Karaciğer Nakli İle Tedavi Mümkün mü? Kolon-Rektum Kanseri ve Karaciğer Metastazı
Kolon-rektum kanseri (KRK), dünya genelinde en yaygın görülen kanser türlerinden biridir ve hastaların yaklaşık %20-25'inde tanı anında karaciğer metastazı bulunmaktadır. Ayrıca, KRK'li hastaların %50-60'ı, hastalığın seyri sırasında karaciğerde metastaz geliştirme riski taşır. Bu yüksek oranlar, karaciğere metastaz yapmış KRK vakalarının tedavisinde etkili stratejiler geliştirmenin önemini vurgulamaktadır.
Karaciğere metastaz yapan KRK vakalarında cerrahi müdahale çoğu zaman mümkün olmayabilir, bu da hastaların tedavi seçeneklerini ciddi şekilde kısıtlar. Geleneksel tedavi yöntemleri ile uzun dönem sağkalım oranları düşüktür ve birçok hasta sadece palyatif bakım alabilir. Ancak son yıllarda yapılan çalışmalar, dikkatlice seçilmiş hastalarda karaciğer naklinin uzun dönem sağkalım ve hatta kür sağlama potansiyeline sahip olduğunu göstermektedir.
Ayrıca, intrahepatik kolanjiyokarsinom (iç safra kanalı kanseri) vakalarında da karaciğer nakli bir tedavi seçeneği olarak denenmiştir. Bazı çalışmalarda, bu hastalarda nakil sonrası uzun dönem sağkalım oranları umut verici bulunmuştur.
Neden Metastazektomi Değil de Karaciğer Nakli?

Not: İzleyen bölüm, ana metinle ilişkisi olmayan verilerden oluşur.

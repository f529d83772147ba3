use crate::engine;
use crate::error::{check_code, EngineFault};
use crate::{Handle, Parameters, ResourceKind, Session, SolverError};

impl Parameters {
    /// A parameter set with the engine defaults.
    pub fn new() -> Result<Parameters, SolverError> {
        match Handle::acquire(ResourceKind::Parameters, engine::new_param_record()) {
            Some(handle) => Ok(Parameters { handle }),
            None => Err(SolverError::Config(EngineFault::take())),
        }
    }

    /// Set one parameter. On failure the parameter set is left unchanged.
    pub fn set(&mut self, name: &str, value: &str) -> Result<(), SolverError> {
        let raw = self.handle.raw()?;
        check_code(engine::set_param(raw, name, value), SolverError::Config)
    }

    /// Replace all parameters with the values the engine recommends for `session`.
    pub fn defaults_for_session(&mut self, session: &Session) -> Result<(), SolverError> {
        let raw = self.handle.raw()?;
        let ctx = session.handle().raw()?;
        check_code(
            engine::default_params_for_context(ctx, raw),
            SolverError::Config,
        )
    }

    pub fn handle(&self) -> &Handle {
        &self.handle
    }

    /// Release the parameter set. Idempotent.
    pub fn close(&mut self) {
        self.handle.close();
    }
}

#[cfg(test)]
mod tests {
    use crate::{ErrorCode, Parameters, ResourceKind, Session, SolverError};

    #[test]
    fn parameters_are_validated() {
        let mut params = Parameters::new().unwrap();
        params.set("random-seed", "17").unwrap();
        params.set("timeout", "500").unwrap();
        let error = params.set("timeout", "-1").unwrap_err();
        assert_eq!(error.code(), Some(ErrorCode::InvalidParamValue));
        let error = params.set("restart-factor", "2").unwrap_err();
        assert_eq!(error.code(), Some(ErrorCode::InvalidParamName));
    }

    #[test]
    fn defaults_follow_the_session() {
        let session = Session::for_logic("QF_BV").unwrap();
        let mut params = Parameters::new().unwrap();
        params.defaults_for_session(&session).unwrap();

        let mut closed = Session::new().unwrap();
        closed.close();
        assert_eq!(
            params.defaults_for_session(&closed),
            Err(SolverError::ResourceClosed(ResourceKind::Session))
        );
    }
}
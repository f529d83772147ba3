use crate::engine::_impl_error_report::{ErrorCode, Failure};
use crate::engine::_impl_numerals::parse_rational;
use crate::engine::{
    with_engine, Engine, ModelRecord, Op, RawHandle, TermId, TermTable, TypeTable,
};
use fxhash::FxHashSet;
use num_traits::Zero;

/// **(internal)** Collects the literals of an implicant.
struct Implicant<'a> {
    record: &'a ModelRecord,
    terms: &'a TermTable,
    literals: Vec<(TermId, bool)>,
    seen: FxHashSet<(TermId, bool)>,
}

impl Implicant<'_> {
    fn truth(&self, term: TermId) -> Result<bool, Failure> {
        self.record.truth(self.terms, term)
    }

    /// Add literals which force `term` to have the value `polarity` (which it has).
    fn explain(&mut self, term: TermId, polarity: bool) -> Result<(), Failure> {
        let terms = self.terms;
        let entry = terms.get(term)?;
        let args = entry.children();
        match entry.op() {
            Op::Constant => {}
            Op::Not => self.explain(args[0], !polarity)?,
            op @ (Op::And | Op::Or) => {
                if polarity == (op == Op::And) {
                    // Every argument has the same value as the whole term.
                    for arg in args {
                        self.explain(*arg, polarity)?;
                    }
                } else {
                    // One witness argument decides the whole term.
                    for arg in args {
                        if self.truth(*arg)? == polarity {
                            return self.explain(*arg, polarity);
                        }
                    }
                }
            }
            Op::Implies => {
                if polarity {
                    if !self.truth(args[0])? {
                        self.explain(args[0], false)?;
                    } else {
                        self.explain(args[1], true)?;
                    }
                } else {
                    self.explain(args[0], true)?;
                    self.explain(args[1], false)?;
                }
            }
            Op::Eq if terms.entry(args[0]).ty() == TypeTable::bool_type() => {
                for arg in args {
                    let value = self.truth(*arg)?;
                    self.explain(*arg, value)?;
                }
            }
            Op::Xor => {
                for arg in args {
                    let value = self.truth(*arg)?;
                    self.explain(*arg, value)?;
                }
            }
            Op::Ite if entry.ty() == TypeTable::bool_type() => {
                let condition = self.truth(args[0])?;
                self.explain(args[0], condition)?;
                self.explain(if condition { args[1] } else { args[2] }, polarity)?;
            }
            _ => {
                if self.seen.insert((term, polarity)) {
                    self.literals.push((term, polarity));
                }
            }
        }
        Ok(())
    }
}

/// Compute literals (atoms or negated atoms) that are true in the model and whose
/// conjunction implies all of `formulas`. Fails with `EvalFormulaFalse` if some formula
/// is false in the model.
pub fn get_implicant(handle: RawHandle, formulas: &[TermId], out: &mut Vec<TermId>) -> i32 {
    let result = with_engine(|engine| {
        let literals = {
            let record = engine.model(handle)?;
            for formula in formulas {
                if engine.terms.get(*formula)?.ty() != TypeTable::bool_type() {
                    return Err(Failure::new(
                        ErrorCode::TypeMismatch,
                        format!("term {formula} is not a formula"),
                    ));
                }
            }
            let mut implicant = Implicant {
                record,
                terms: &engine.terms,
                literals: Vec::new(),
                seen: FxHashSet::default(),
            };
            for formula in formulas {
                if !implicant.truth(*formula)? {
                    return Err(Failure::new(
                        ErrorCode::EvalFormulaFalse,
                        format!("formula {formula} is false in the model"),
                    ));
                }
                implicant.explain(*formula, true)?;
            }
            implicant.literals
        };
        let mut result = Vec::with_capacity(literals.len());
        for (atom, polarity) in literals {
            result.push(if polarity {
                atom
            } else {
                engine.mk_not(atom)?
            });
        }
        Ok(result)
    });
    match result {
        Ok(literals) => {
            out.extend(literals);
            0
        }
        Err(failure) => failure.report(),
    }
}

/// **(internal)** Collects the support of a set of terms.
struct Support<'a> {
    record: &'a ModelRecord,
    terms: &'a TermTable,
    symbols: Vec<TermId>,
    visited: FxHashSet<TermId>,
}

impl Support<'_> {
    fn is_zero(&self, term: TermId) -> Result<bool, Failure> {
        let value = self.record.evaluate(self.terms, term)?;
        Ok(parse_rational(&value.to_string()).map_or(false, |it| it.is_zero()))
    }

    fn collect(&mut self, term: TermId) -> Result<(), Failure> {
        if !self.visited.insert(term) {
            return Ok(());
        }
        let terms = self.terms;
        let entry = terms.get(term)?;
        let args = entry.children();
        match entry.op() {
            Op::Symbol => self.symbols.push(term),
            Op::Ite => {
                self.collect(args[0])?;
                let condition = self.record.truth(terms, args[0])?;
                self.collect(if condition { args[1] } else { args[2] })?;
            }
            op @ (Op::And | Op::Or) => {
                let absorbing = op == Op::Or;
                let mut witness = None;
                for arg in args {
                    if self.record.truth(terms, *arg)? == absorbing {
                        witness = Some(*arg);
                        break;
                    }
                }
                match witness {
                    Some(arg) => self.collect(arg)?,
                    None => {
                        for arg in args {
                            self.collect(*arg)?;
                        }
                    }
                }
            }
            Op::Implies => {
                if !self.record.truth(terms, args[0])? {
                    self.collect(args[0])?;
                } else if self.record.truth(terms, args[1])? {
                    self.collect(args[1])?;
                } else {
                    self.collect(args[0])?;
                    self.collect(args[1])?;
                }
            }
            Op::Product => {
                let mut zero = None;
                for arg in args {
                    if self.is_zero(*arg)? {
                        zero = Some(*arg);
                        break;
                    }
                }
                match zero {
                    Some(arg) => self.collect(arg)?,
                    None => {
                        for arg in args {
                            self.collect(*arg)?;
                        }
                    }
                }
            }
            _ => {
                for child in args {
                    self.collect(*child)?;
                }
            }
        }
        Ok(())
    }
}

/// Compute the uninterpreted symbols whose values determine the values of `terms`
/// in the model. Branches of if-then-else terms that are not taken are skipped.
pub fn get_support(handle: RawHandle, terms: &[TermId], out: &mut Vec<TermId>) -> i32 {
    let result = with_engine(|engine: &mut Engine| {
        let record = engine.model(handle)?;
        for term in terms {
            engine.terms.get(*term)?;
        }
        let mut support = Support {
            record,
            terms: &engine.terms,
            symbols: Vec::new(),
            visited: FxHashSet::default(),
        };
        for term in terms {
            support.collect(*term)?;
        }
        Ok(support.symbols)
    });
    match result {
        Ok(symbols) => {
            out.extend(symbols);
            0
        }
        Err(failure) => failure.report(),
    }
}

#[cfg(test)]
mod tests {
    use super::*;
    use crate::engine::{
        and, arith_gt, bool_const, bool_type, error_code, free_model, int64, int_type, ite,
        model_from_map, mul, new_uninterpreted_term, not, or, sum,
    };

    #[test]
    fn support_skips_the_branch_not_taken() {
        let x = new_uninterpreted_term(int_type());
        let y = new_uninterpreted_term(int_type());
        let z = new_uninterpreted_term(int_type());
        let term = ite(arith_gt(x, int64(0)), sum(&[x, z]), y);
        let model = model_from_map(&[x, y, z], &[int64(1), int64(2), int64(3)]);
        let mut support = Vec::new();
        assert_eq!(get_support(model, &[term], &mut support), 0);
        support.sort();
        let mut expected = vec![x, z];
        expected.sort();
        assert_eq!(support, expected);
        free_model(model);
    }

    #[test]
    fn support_of_a_product_with_a_zero_factor() {
        let x = new_uninterpreted_term(int_type());
        let y = new_uninterpreted_term(int_type());
        let model = model_from_map(&[x, y], &[int64(0), int64(5)]);
        let mut support = Vec::new();
        assert_eq!(get_support(model, &[mul(x, y)], &mut support), 0);
        assert_eq!(support, vec![x]);
        free_model(model);
    }

    #[test]
    fn implicant_picks_witnesses() {
        let p = new_uninterpreted_term(bool_type());
        let q = new_uninterpreted_term(bool_type());
        let r = new_uninterpreted_term(bool_type());
        let formula = and(&[or(&[p, q]), not(r)]);
        let model = model_from_map(
            &[p, q, r],
            &[bool_const(false), bool_const(true), bool_const(false)],
        );
        let mut literals = Vec::new();
        assert_eq!(get_implicant(model, &[formula], &mut literals), 0);
        assert_eq!(literals, vec![q, not(r)]);

        let mut ignored = Vec::new();
        assert!(get_implicant(model, &[p], &mut ignored) < 0);
        assert_eq!(error_code(), ErrorCode::EvalFormulaFalse);
        free_model(model);
    }
}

Kolorektal kanserlerin karaciğer metastazlarında öncelikle karaciğerdeki metastazın veya metastazların ameliyatla çıkarılıp çıkarılamayacağına bakılır ki bu işleme karaciğer metastazektomi denilir. Eğer bu mümkün değilse ama hala metastazları çıkarmanın faydalı olacağı düşünülüyorsa, karaciğerle sınırlı metastazı olan, düşük tekrarlama skorlarına sahip, düşük metabolik tümör hacmi gösteren ve kemoterapiye iyi yanıt veren hastalarda karaciğer nakli akla gelir.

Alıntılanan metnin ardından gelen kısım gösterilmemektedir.